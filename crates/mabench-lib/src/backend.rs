//! # Backend State Store and Tool Registry
//!
//! A domain backend is a mutable state store plus a closed set of named
//! operations. Operations are registered once with a strongly-typed argument
//! struct; the registry decodes `Action.arguments` into that struct before the
//! handler ever sees the state, so unknown names and malformed arguments are
//! rejected without touching the store.

use crate::error::{BackendError, DomainError, RegistryError, ToolError};
use mabench_types::Action;
use serde::de::DeserializeOwned;
use serde::{Deserialize, Serialize};
use serde_json::Value;
use std::collections::{BTreeMap, BTreeSet};
use std::fmt;
use strum::Display;

/// A simulated domain database owned by exactly one environment.
pub trait StateStore: Send {
    /// Replace the whole state with `snapshot`. Loading the same snapshot
    /// twice must produce the same state.
    fn load(&mut self, snapshot: &Value) -> Result<(), BackendError>;

    /// Serialize the current state.
    fn snapshot(&self) -> Value;
}

/// Effect class of an operation.
#[derive(Debug, Clone, Copy, PartialEq, Eq, Serialize, Deserialize, Display)]
#[serde(rename_all = "snake_case")]
#[strum(serialize_all = "snake_case")]
pub enum ToolKind {
    /// Queries state only.
    Read,
    /// Mutates state.
    Write,
    /// Ends the run when applied.
    Terminal,
}

impl ToolKind {
    pub fn is_mutating(&self) -> bool {
        matches!(self, ToolKind::Write)
    }
}

/// Public description of a registered operation.
#[derive(Debug, Clone, PartialEq, Eq, Serialize, Deserialize)]
pub struct ToolSpec {
    pub name: String,
    pub kind: ToolKind,
    pub description: String,
}

type Handler<S> = Box<dyn Fn(&mut S, Value) -> Result<Value, ToolError> + Send + Sync>;

struct Entry<S> {
    spec: ToolSpec,
    handler: Handler<S>,
}

/// Closed mapping from operation name to a typed handler over state `S`.
pub struct ToolRegistry<S> {
    tools: BTreeMap<String, Entry<S>>,
}

impl<S> Default for ToolRegistry<S> {
    fn default() -> Self {
        Self::new()
    }
}

impl<S> ToolRegistry<S> {
    pub fn new() -> Self {
        Self {
            tools: BTreeMap::new(),
        }
    }

    /// Register an operation whose arguments decode into `A`.
    ///
    /// Fails if the name is empty or already taken.
    pub fn register<A, F>(
        &mut self,
        name: &str,
        kind: ToolKind,
        description: &str,
        handler: F,
    ) -> Result<&mut Self, RegistryError>
    where
        S: 'static,
        A: DeserializeOwned + 'static,
        F: Fn(&mut S, A) -> Result<Value, DomainError> + Send + Sync + 'static,
    {
        if name.trim().is_empty() {
            return Err(RegistryError::EmptyName);
        }
        if self.tools.contains_key(name) {
            return Err(RegistryError::Duplicate(name.to_string()));
        }

        let tool_name = name.to_string();
        let handler: Handler<S> = Box::new(move |state: &mut S, arguments: Value| {
            let args: A =
                serde_json::from_value(arguments).map_err(|e| ToolError::InvalidArguments {
                    name: tool_name.clone(),
                    reason: e.to_string(),
                })?;
            handler(state, args).map_err(ToolError::Domain)
        });

        self.tools.insert(
            name.to_string(),
            Entry {
                spec: ToolSpec {
                    name: name.to_string(),
                    kind,
                    description: description.to_string(),
                },
                handler,
            },
        );
        Ok(self)
    }

    pub fn spec(&self, name: &str) -> Option<&ToolSpec> {
        self.tools.get(name).map(|entry| &entry.spec)
    }

    pub fn contains(&self, name: &str) -> bool {
        self.tools.contains_key(name)
    }

    /// Registered names in sorted order.
    pub fn names(&self) -> Vec<String> {
        self.tools.keys().cloned().collect()
    }

    pub fn specs(&self) -> impl Iterator<Item = &ToolSpec> {
        self.tools.values().map(|entry| &entry.spec)
    }

    /// Names of pure query operations.
    pub fn read_only_names(&self) -> BTreeSet<String> {
        self.specs()
            .filter(|spec| spec.kind == ToolKind::Read)
            .map(|spec| spec.name.clone())
            .collect()
    }

    pub fn len(&self) -> usize {
        self.tools.len()
    }

    pub fn is_empty(&self) -> bool {
        self.tools.is_empty()
    }

    /// Decode the action's arguments and run its handler against `state`.
    pub fn invoke(&self, state: &mut S, action: &Action) -> Result<Value, ToolError> {
        let entry = self
            .tools
            .get(&action.name)
            .ok_or_else(|| ToolError::Unknown(action.name.clone()))?;
        (entry.handler)(state, action.arguments_value())
    }
}

impl<S> fmt::Debug for ToolRegistry<S> {
    fn fmt(&self, f: &mut fmt::Formatter<'_>) -> fmt::Result {
        f.debug_struct("ToolRegistry")
            .field("tools", &self.names())
            .finish()
    }
}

### Task directions
Make an exact copy of all the data.

### Your response
filename crates/mabench-lib/src/backend.rs
//! # Backend State Store and Tool Registry
//!
//! A domain backend is a mutable state store plus a closed set of named
//! operations. Operations are registered once with a strongly-typed argument
//! struct; the registry decodes `Action.arguments` into that struct before the
//! handler ever sees the state, so unknown names and malformed arguments are
//! rejected without touching the store.

use crate::error::{BackendError, DomainError, RegistryError, ToolError};
use mabench_types::Action;
use serde::de::DeserializeOwned;
use serde::{Deserialize, Serialize};
use serde_json::Value;
use std::collections::{BTreeMap, BTreeSet};
use std::fmt;
use strum::Display;

/// A simulated domain database owned by exactly one environment.
pub trait StateStore: Send {
    /// Replace the whole state with `snapshot`. Loading the same snapshot
    /// twice must produce the same state.
    fn load(&mut self, snapshot: &Value) -> Result<(), BackendError>;

    /// Serialize the current state.
    fn snapshot(&self) -> Value;
}

/// Effect class of an operation.
#[derive(Debug, Clone, Copy, PartialEq, Eq, Serialize, Deserialize, Display)]
#[serde(rename_all = "snake_case")]
#[strum(serialize_all = "snake_case")]
pub enum ToolKind {
    /// Queries state only.
    Read,
    /// Mutates state.
    Write,
    /// Ends the run when applied.
    Terminal,
}

impl ToolKind {
    pub fn is_mutating(&self) -> bool {
        matches!(self, ToolKind::Write)
    }
}

/// Public description of a registered operation.
#[derive(Debug, Clone, PartialEq, Eq, Serialize, Deserialize)]
pub struct ToolSpec {
    pub name: String,
    pub kind: ToolKind,
    pub description: String,
}

type Handler<S> = Box<dyn Fn(&mut S, Value) -> Result<Value, ToolError> + Send + Sync>;

struct Entry<S> {
    spec: ToolSpec,
    handler: Handler<S>,
}

/// Closed mapping from operation name to a typed handler over state `S`.
pub struct ToolRegistry<S> {
    tools: BTreeMap<String, Entry<S>>,
}

impl<S> Default for ToolRegistry<S> {
    fn default() -> Self {
        Self::new()
    }
}

impl<S> ToolRegistry<S> {
    pub fn new() -> Self {
        Self {
            tools: BTreeMap::new(),
        }
    }

    /// Register an operation whose arguments decode into `A`.
    ///
    /// Fails if the name is empty or already taken.
    pub fn register<A, F>(
        &mut self,
        name: &str,
        kind: ToolKind,
        description: &str,
        handler: F,
    ) -> Result<&mut Self, RegistryError>
    where
        S: 'static,
        A: DeserializeOwned + 'static,
        F: Fn(&mut S, A) -> Result<Value, DomainError> + Send + Sync + 'static,
    {
        if name.trim().is_empty() {
            return Err(RegistryError::EmptyName);
        }
        if self.tools.contains_key(name) {
            return Err(RegistryError::Duplicate(name.to_string()));
        }

        let tool_name = name.to_string();
        let handler: Handler<S> = Box::new(move |state: &mut S, arguments: Value| {
            let args: A =
                serde_json::from_value(arguments).map_err(|e| ToolError::InvalidArguments {
                    name: tool_name.clone(),
                    reason: e.to_string(),
                })?;
            handler(state, args).map_err(ToolError::Domain)
        });

        self.tools.insert(
            name.to_string(),
            Entry {
                spec: ToolSpec {
                    name: name.to_string(),
                    kind,
                    description: description.to_string(),
                },
                handler,
            },
        );
        Ok(self)
    }

    pub fn spec(&self, name: &str) -> Option<&ToolSpec> {
        self.tools.get(name).map(|entry| &entry.spec)
    }

    pub fn contains(&self, name: &str) -> bool {
        self.tools.contains_key(name)
    }

    /// Registered names in sorted order.
    pub fn names(&self) -> Vec<String> {
        self.tools.keys().cloned().collect()
    }

    pub fn specs(&self) -> impl Iterator<Item = &ToolSpec> {
        self.tools.values().map(|entry| &entry.spec)
    }

    /// Names of pure query operations.
    pub fn read_only_names(&self) -> BTreeSet<String> {
        self.specs()
            .filter(|spec| spec.kind == ToolKind::Read)
            .map(|spec| spec.name.clone())
            .collect()
    }

    pub fn len(&self) -> usize {
        self.tools.len()
    }

    pub fn is_empty(&self) -> bool {
        self.tools.is_empty()
    }

    /// Decode the action's arguments and run its handler against `state`.
    pub fn invoke(&self, state: &mut S, action: &Action) -> Result<Value, ToolError> {
        let entry = self
            .tools
            .get(&action.name)
            .ok_or_else(|| ToolError::Unknown(action.name.clone()))?;
        (entry.handler)(state, action.arguments_value())
    }
}

impl<S> fmt::Debug for ToolRegistry<S> {
    fn fmt(&self, f: &mut fmt::Formatter<'_>) -> fmt::Result {
        f.debug_struct("ToolRegistry")
            .field("tools", &self.names())
            .finish()
    }
}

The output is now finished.